Wertschöpfung erhöhen
Denn die größte Wertschöpfung liege in der Integration, verwies der Experte beispielsweise auf Apple. Heimische Komponentenhersteller würden an den Handyriesen liefern, richtig gut verdiene aber nur Apple: "Die haben die höchsten Profite, obwohl sie das Handy nur zusammenbauen." Für SAL sei die größte Herausforderung, die richtigen Partner im Bereich Systemintegration zu finden "und gemeinsam mit der Industrie einen größeren Impact zu generieren".
Bei SAL ist das Thema inzwischen auf zwei Divisions aufgeteilt worden: Lüftner, der lange bei Infineon und dann bei Intel gearbeitet hat, leitet "Embedded Systems". Dabei geht es um Gesamtsysteme mit eingebetteter Software in Richtung Applikationen und Wireless Communication. Der Division "System Integration Technologies", die die Integration der Hardware-Themen und Modellierung umfasst, steht Christine Hirschl vor. Sie ist auch für den Bereich "Sensor Systems" verantwortlich (siehe "Sensoren, die Sinnesorgane der Technik").
Systeme müssen sich "vertragen"
Im EMCC Lab (EMCC and Radio InterOp Lab), das den "System Integration Technologies" zugeordnet ist, arbeiten Technische Universität (TU) Graz und SAL an der elektromagnetischen Verträglichkeit und Koexistenz zukünftiger elektronischer Systeme. Schon während der Entwicklungsphase sollen dadurch Vorhersagen über die elektromagnetischen Störemissionen getroffen werden können. Ebenfalls in Graz ist das DES Lab (Dependable Embedded Systems Lab), das zur "Embedded Systems"-Division gehört, angesiedelt. Hier stehen Sicherheit und Zuverlässigkeit von integrierten Systemen mit eingebetteter Software im Mittelpunkt.

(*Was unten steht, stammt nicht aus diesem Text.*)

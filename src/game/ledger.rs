//! Score Ledger
//!
//! Cumulative score, combo streak and play time for one session.

use serde::{Serialize, Deserialize};

use crate::core::hash::StateHasher;
use crate::game::resolver::TurnSummary;

/// Read-only copy of the ledger for reporting.
#[derive(Clone, Copy, Debug, Default, PartialEq, Eq, Serialize, Deserialize)]
pub struct LedgerSnapshot {
    /// Points earned this session
    pub total_score: u32,
    /// Cascade steps with a match since the last swap
    pub combo_streak: u32,
    /// Seconds of unpaused, non-resolving play
    pub elapsed_seconds: u32,
    /// Turns whose swap produced a match
    pub turns_played: u32,
    /// Longest streak seen this session
    pub best_combo: u32,
}

impl LedgerSnapshot {
    /// Serialize to JSON.
    pub fn to_json(&self) -> Result<String, serde_json::Error> {
        serde_json::to_string(self)
    }

    /// Serialize to binary.
    pub fn to_bytes(&self) -> Result<Vec<u8>, bincode::Error> {
        bincode::serialize(self)
    }

    /// Deserialize from binary.
    pub fn from_bytes(data: &[u8]) -> Result<Self, bincode::Error> {
        bincode::deserialize(data)
    }
}

/// Session bookkeeping.
#[derive(Clone, Debug, Default, PartialEq, Eq, Serialize, Deserialize)]
pub struct ScoreLedger {
    total_score: u32,
    combo_streak: u32,
    elapsed_seconds: u32,
    turns_played: u32,
    best_combo: u32,
}

impl ScoreLedger {
    /// Fresh ledger.
    pub fn new() -> Self {
        Self::default()
    }

    /// A swap is being attempted: the streak starts over.
    pub fn begin_swap(&mut self) {
        self.combo_streak = 0;
    }

    /// Fold a finished turn into the totals.
    pub fn apply_turn(&mut self, summary: &TurnSummary) {
        self.total_score = self.total_score.saturating_add(summary.score_delta);
        self.combo_streak = self.combo_streak.saturating_add(summary.cascade_steps);
        self.best_combo = self.best_combo.max(self.combo_streak);
        if summary.had_any_match {
            self.turns_played += 1;
        }
    }

    /// One second of play elapsed.
    pub fn tick(&mut self) {
        self.elapsed_seconds = self.elapsed_seconds.saturating_add(1);
    }

    /// Zero every field.
    pub fn reset(&mut self) {
        *self = Self::default();
    }

    /// Current total score.
    #[inline]
    pub fn total_score(&self) -> u32 {
        self.total_score
    }

    /// Current combo streak.
    #[inline]
    pub fn combo_streak(&self) -> u32 {
        self.combo_streak
    }

    /// Seconds played.
    #[inline]
    pub fn elapsed_seconds(&self) -> u32 {
        self.elapsed_seconds
    }

    /// Immutable copy for reporting.
    pub fn snapshot(&self) -> LedgerSnapshot {
        LedgerSnapshot {
            total_score: self.total_score,
            combo_streak: self.combo_streak,
            elapsed_seconds: self.elapsed_seconds,
            turns_played: self.turns_played,
            best_combo: self.best_combo,
        }
    }

    /// Feed the ledger into a hasher.
    pub fn hash_into(&self, hasher: &mut StateHasher) {
        hasher.update_u32(self.total_score);
        hasher.update_u32(self.combo_streak);
        hasher.update_u32(self.turns_played);
        hasher.update_u32(self.best_combo);
    }
}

An der JKU in Linz wiederum ist ein "eSPML Lab" für "embedded Signal Processing and Machine Learning" geplant, das den Fokus auf die Kombination von modellbasierter Signalverarbeitung mit datenbasiertem Machine Learning legt, etwa für die zuverlässige Datenauswertung von Radar- oder Kamera-Sensordaten. "Wir arbeiten beispielsweise gemeinsam mit der voestalpine an der Fehlererkennung am Walzband in Echtzeit. Dabei wird unter realen Bedingungen erforscht, wie Maschinelles Lernen und Künstliche Intelligenz die Produktions- und Kontrollabläufe verbessern können", erklärt Lüftner die Zielsetzung des Projekts "Visual Inspection for Quality Control".
Konkret läuft die Qualitätskontrolle über die Auswertung der Daten von Kamerasystemen und die KI-basierte Erkennung von Anomalien. Wichtig ist Lüftner aber, nicht zu sehr in spezifische Applikationen zu gehen: "Wir wollen sogenannte Key Enabling Technologies bereitstellen, auf denen man dann aufsetzen kann."